КСсБ — В. Г. Белинский. Сочинения, ч. I-XII. М., Изд-во К. Солдатенкова и Н. Щепкина, 1859-1862 (составление и редактирование издания осуществлено Н. X. Кетчером).
КСсБ, Список I, II… — Приложенный к каждой из первых десяти частей список рецензий Белинского, не вошедших в данное изд. ‘по незначительности своей’.
ЛН — ‘Литературное наследство’. М., Изд-во АН СССР.
Надеждин — Н. И. Надеждин. Литературная критика. Эстетика. М., ‘Художественная литература’, 1972.
Полевой — Николай Полевой. Материалы по истории русской литературы и журналистики тридцатых годов. Изд-во писателей в Ленинграде, 1934.
Пушкин — А. С. Пушкин. Полн. собр. соч. в 10-ти томах. М.-Л., Изд-во АН СССР, 1949.
Станкевич — Переписка Николая Владимировича Станкевича, 1830-1840. М., 1914.
ЦГАОР — Центральный государственный архив Октябрьской революции.
Чернышевский — Н. Г. Чернышевский.
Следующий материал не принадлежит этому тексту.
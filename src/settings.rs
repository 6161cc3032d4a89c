use anyhow::{Context, Result};
use std::path::{Path, PathBuf};
use std::time::Duration;
use tracing::warn;

use crate::config::BuildConfig;
use crate::resolver::{coalesce_str, ParseErrorPolicy};
use crate::sources::{
    shared_config_path, DEFAULT_CONFIG_DIR, DEFAULT_CONFIG_NAME, DEFAULT_TOOL_TIMEOUT,
    DEFAULT_VERSION_TOOL,
};

pub const DEFAULT_MAINLINE_BRANCH: &str = "master";

/// Values needed before any file can be read: where the config files live,
/// which platform to load, and how to run the version tool.
///
/// Built once per invocation from command-line overrides, the environment
/// and built-in defaults, then passed explicitly to whoever needs it.
#[derive(Debug, Clone, PartialEq, Eq)]
pub struct Settings {
    pub config_dir: PathBuf,
    pub config_name: String,
    pub version_tool: PathBuf,
    pub target: String,
    pub channel: String,
    pub mainline_branch: String,
    pub tool_timeout: Duration,
    pub parse_errors: ParseErrorPolicy,
}

impl Default for Settings {
    fn default() -> Self {
        Self {
            config_dir: PathBuf::from(DEFAULT_CONFIG_DIR),
            config_name: DEFAULT_CONFIG_NAME.to_string(),
            version_tool: PathBuf::from(DEFAULT_VERSION_TOOL),
            target: String::new(),
            channel: String::new(),
            mainline_branch: DEFAULT_MAINLINE_BRANCH.to_string(),
            tool_timeout: DEFAULT_TOOL_TIMEOUT,
            parse_errors: ParseErrorPolicy::default(),
        }
    }
}

impl Settings {
    /// Take each bootstrap value from `overrides`, then `environment`, then the default.
    pub fn from_layers(overrides: &BuildConfig, environment: &BuildConfig) -> Result<Self> {
        let (o, e) = (&overrides.build.paths, &environment.build.paths);

        let config_dir = coalesce_str(&o.config_dir, &e.config_dir, DEFAULT_CONFIG_DIR);
        let config_name = coalesce_str(&o.config_name, &e.config_name, DEFAULT_CONFIG_NAME);
        let version_tool = coalesce_str(&o.version_tool, &e.version_tool, DEFAULT_VERSION_TOOL);

        Ok(Self {
            config_dir: expand_path(&config_dir)?,
            config_name,
            version_tool: expand_path(&version_tool)?,
            target: coalesce_str(&overrides.build.target, &environment.build.target, ""),
            channel: coalesce_str(&overrides.app.channel, &environment.app.channel, ""),
            ..Self::default()
        })
    }

    pub fn with_mainline_branch(mut self, branch: Option<String>) -> Self {
        if let Some(branch) = branch.filter(|b| !b.is_empty()) {
            self.mainline_branch = branch;
        }
        self
    }

    pub fn with_tool_timeout(mut self, timeout: Duration) -> Self {
        self.tool_timeout = timeout;
        self
    }

    pub fn with_parse_errors(mut self, policy: ParseErrorPolicy) -> Self {
        self.parse_errors = policy;
        self
    }

    pub fn shared_config(&self) -> PathBuf {
        shared_config_path(&self.config_dir, &self.config_name)
    }

    /// Write the bootstrap values that were actually used back into `config`.
    ///
    /// Target and channel chose which platform files were read and how the
    /// version tool formats the bundle version, so a value coming from a file
    /// is replaced by the bootstrap one, even when that is empty.
    pub fn record_bootstrap(&self, config: &mut BuildConfig) {
        let paths = &mut config.build.paths;
        paths.config_dir = self.config_dir.display().to_string();
        paths.config_name = self.config_name.clone();
        paths.version_tool = self.version_tool.display().to_string();

        for (field, value, used) in [
            ("target", &mut config.build.target, &self.target),
            ("channel", &mut config.app.channel, &self.channel),
        ] {
            if !value.is_empty() && value != used {
                warn!(
                    field,
                    configured = %value,
                    used = %used,
                    "ignoring {field} from config file; set it with a flag or environment variable"
                );
            }
            value.clone_from(used);
        }
    }
}

/// Expand `~` and `$VAR` references in a configured path.
pub fn expand_path(raw: &str) -> Result<PathBuf> {
    let expanded = shellexpand::full(raw)
        .with_context(|| format!("Failed to expand path '{}'", raw))?;
    Ok(Path::new(expanded.as_ref()).to_path_buf())
}

#[cfg(test)]
mod tests {
    use super::*;
    use crate::sources::platform_config_candidates;
    use serial_test::serial;
    use std::env;

    fn layer(f: impl FnOnce(&mut BuildConfig)) -> BuildConfig {
        let mut config = BuildConfig::default();
        f(&mut config);
        config
    }

    #[test]
    fn defaults_apply_when_nothing_is_set() {
        let settings = Settings::from_layers(&BuildConfig::default(), &BuildConfig::default())
            .unwrap();
        assert_eq!(settings, Settings::default());
        assert_eq!(settings.shared_config(), PathBuf::from("BuildConfig.toml"));
        assert!(platform_config_candidates(
            &settings.config_dir,
            &settings.config_name,
            &settings.target,
            &settings.channel
        )
        .is_empty());
    }

    #[test]
    fn overrides_beat_environment() {
        let overrides = layer(|c| {
            c.build.target = "iOS".into();
            c.build.paths.config_name = "Game".into();
        });
        let environment = layer(|c| {
            c.build.target = "Android".into();
            c.build.paths.config_name = "Env".into();
            c.build.paths.config_dir = "config".into();
            c.app.channel = "Amazon".into();
        });

        let settings = Settings::from_layers(&overrides, &environment).unwrap();
        assert_eq!(settings.target, "iOS");
        assert_eq!(settings.config_name, "Game");
        assert_eq!(settings.config_dir, PathBuf::from("config"));
        assert_eq!(settings.channel, "Amazon");
        assert_eq!(
            platform_config_candidates(
                &settings.config_dir,
                &settings.config_name,
                &settings.target,
                &settings.channel
            ),
            vec![
                PathBuf::from("config/Game.iOS.Amazon.toml"),
                PathBuf::from("config/Game.iOS.toml")
            ]
        );
    }

    #[test]
    fn builder_overrides() {
        let settings = Settings::default()
            .with_mainline_branch(Some("main".into()))
            .with_tool_timeout(Duration::from_secs(5))
            .with_parse_errors(ParseErrorPolicy::Skip);
        assert_eq!(settings.mainline_branch, "main");
        assert_eq!(settings.tool_timeout, Duration::from_secs(5));
        assert_eq!(settings.parse_errors, ParseErrorPolicy::Skip);

        let settings = Settings::default().with_mainline_branch(Some(String::new()));
        assert_eq!(settings.mainline_branch, DEFAULT_MAINLINE_BRANCH);
    }

    #[test]
    fn record_bootstrap_reports_bootstrap_values() {
        let settings = Settings {
            config_dir: PathBuf::from("cfg"),
            target: "Android".into(),
            channel: "Amazon".into(),
            ..Settings::default()
        };
        let mut config = BuildConfig::default();
        settings.record_bootstrap(&mut config);

        assert_eq!(config.build.paths.config_dir, "cfg");
        assert_eq!(config.build.paths.config_name, "BuildConfig");
        assert!(config.build.paths.version_tool.ends_with("GitVersion.exe"));
        assert_eq!(config.build.target, "Android");
        assert_eq!(config.app.channel, "Amazon");
    }

    #[test]
    fn file_target_does_not_survive_an_empty_bootstrap() {
        let mut config = layer(|c| {
            c.build.target = "iOS".into();
            c.app.channel = "AppleAppStore".into();
        });
        Settings::default().record_bootstrap(&mut config);

        assert!(config.build.target.is_empty());
        assert!(config.app.channel.is_empty());
    }

    #[test]
    #[serial]
    fn expands_environment_references() {
        env::set_var("BUILDCFG_TEST_ROOT", "/opt/project");
        let path = expand_path("$BUILDCFG_TEST_ROOT/config").unwrap();
        env::remove_var("BUILDCFG_TEST_ROOT");

        assert_eq!(path, PathBuf::from("/opt/project/config"));
    }

    #[test]
    #[serial]
    fn undefined_variable_is_an_error() {
        env::remove_var("BUILDCFG_TEST_UNDEFINED");
        assert!(expand_path("$BUILDCFG_TEST_UNDEFINED/config").is_err());
    }
}
//! Origins of partial build configuration.
//!
//! Every source produces a [`BuildConfig`] in which any field may be empty.
//! A source that has nothing to offer reports [`SourceError::Unavailable`]
//! and the resolver moves on without it.

use crate::config::BuildConfig;
use crate::error::SourceError;

mod environment;
mod file;
mod version_tool;

pub use environment::{EnvVar, EnvironmentSource};
pub use file::{platform_config_candidates, shared_config_path, FileSource};
pub use version_tool::{
    version_code, VersionTool, VersionToolOutput, VersionToolSource, DEFAULT_TOOL_TIMEOUT,
};

pub const DEFAULT_VERSION_TOOL: &str = "../../Tools/GitVersion/GitVersion.exe";
pub const DEFAULT_OUTPUT_DIR: &str = "../../Builds";
pub const DEFAULT_CONFIG_DIR: &str = "";
pub const DEFAULT_CONFIG_NAME: &str = "BuildConfig";

pub trait ConfigSource {
    /// Human readable origin used in logs and errors.
    fn name(&self) -> String;
    fn load(&self) -> Result<BuildConfig, SourceError>;
}

/// A partial config that was built in memory (command line, tests).
#[derive(Debug, Clone)]
pub struct StaticSource {
    name: String,
    config: BuildConfig,
}

impl StaticSource {
    pub fn new(name: impl Into<String>, config: BuildConfig) -> Self {
        Self {
            name: name.into(),
            config,
        }
    }
}

impl ConfigSource for StaticSource {
    fn name(&self) -> String {
        self.name.clone()
    }

    fn load(&self) -> Result<BuildConfig, SourceError> {
        Ok(self.config.clone())
    }
}

/// Built-in path defaults, lowest precedence.
#[derive(Debug, Clone, Copy, Default)]
pub struct DefaultsSource;

impl DefaultsSource {
    pub fn config() -> BuildConfig {
        let mut config = BuildConfig::default();
        config.build.paths.version_tool = DEFAULT_VERSION_TOOL.to_string();
        config.build.paths.output_dir = DEFAULT_OUTPUT_DIR.to_string();
        config.build.paths.config_dir = DEFAULT_CONFIG_DIR.to_string();
        config.build.paths.config_name = DEFAULT_CONFIG_NAME.to_string();
        config
    }
}

impl ConfigSource for DefaultsSource {
    fn name(&self) -> String {
        "defaults".to_string()
    }

    fn load(&self) -> Result<BuildConfig, SourceError> {
        Ok(Self::config())
    }
}

#[cfg(test)]
mod tests {
    use super::*;

    #[test]
    fn defaults_only_cover_paths() {
        let config = DefaultsSource.load().unwrap();
        assert_eq!(config.build.paths.config_name, "BuildConfig");
        assert_eq!(config.build.paths.output_dir, "../../Builds");
        assert!(config.build.paths.version_tool.ends_with("GitVersion.exe"));
        assert!(config.app.product_id.is_empty());
        assert!(config.version.bundle_version.is_empty());
    }

    #[test]
    fn static_source_returns_its_config() {
        let mut config = BuildConfig::default();
        config.app.product_id = "game".into();
        let source = StaticSource::new("command line", config.clone());

        assert_eq!(source.name(), "command line");
        assert_eq!(source.load().unwrap(), config);
    }
}
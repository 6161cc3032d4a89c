use crate::cli::Format;
use crate::resolver::validate;
use crate::{ui, Pipeline};
use anyhow::{Context, Result};

pub fn execute(pipeline: &Pipeline, format: Format, no_validate: bool) -> Result<()> {
    let config = pipeline.resolve()?;

    if no_validate {
        if let Err(error) = validate(&config) {
            ui::warn(error);
        }
    } else {
        validate(&config)?;
    }

    // Output lands in CI logs; the apply sink still gets the real passwords.
    let shown = config.redacted();
    let output = match format {
        Format::Toml => shown.to_toml()?,
        Format::Json => {
            serde_json::to_string_pretty(&shown).context("Failed to serialize configuration")?
        }
    };
    println!("{}", output.trim_end());
    Ok(())
}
Полн. собр. соч. в 16-ти томах. М., Гослитиздат, 1939-1953.
Ночь. Сочинение С. Темного… (с. 506-510). Впервые — ‘Молва’, 1836, ч. XI, N 8, ‘Библиография’, с. 214-223 (ц. р. 6 июня). Общая подпись в конце отдела: (В. В.). Вошло в КСсБ, ч. II, с. 245-251.
1 Намек на рецензию О. Сенковского ‘Ночь. Сочинение С. Темного…’. Рецензент иронизировал над безграмотным построением фразы: ‘Где г. Темный так хорошо выучил по-турецки? У турков естественный порядок слов в предложении диаметрально противоположен тому, который мы называем естественным в наших языках…’ (‘Библиотека для чтения’, 1836, т. XVI, отд. VI, с. 3).
2 Это признание явно автобиографическое: Белинский имеет в виду свою пьесу ‘Дмитрий Калинин’.
3 Цитата из ‘Горя от ума’ Грибоедова (д. II, явл. 2, реплика Чацкого).
4 Ср. ‘Горе от ума’ (д. IV, явл. 8, слова Хлестовой о Репетилове),
5 Слова, набранные курсивом, представляют собой неточные цитаты из стихотворения Державина ‘На смерть князя Мещерского’.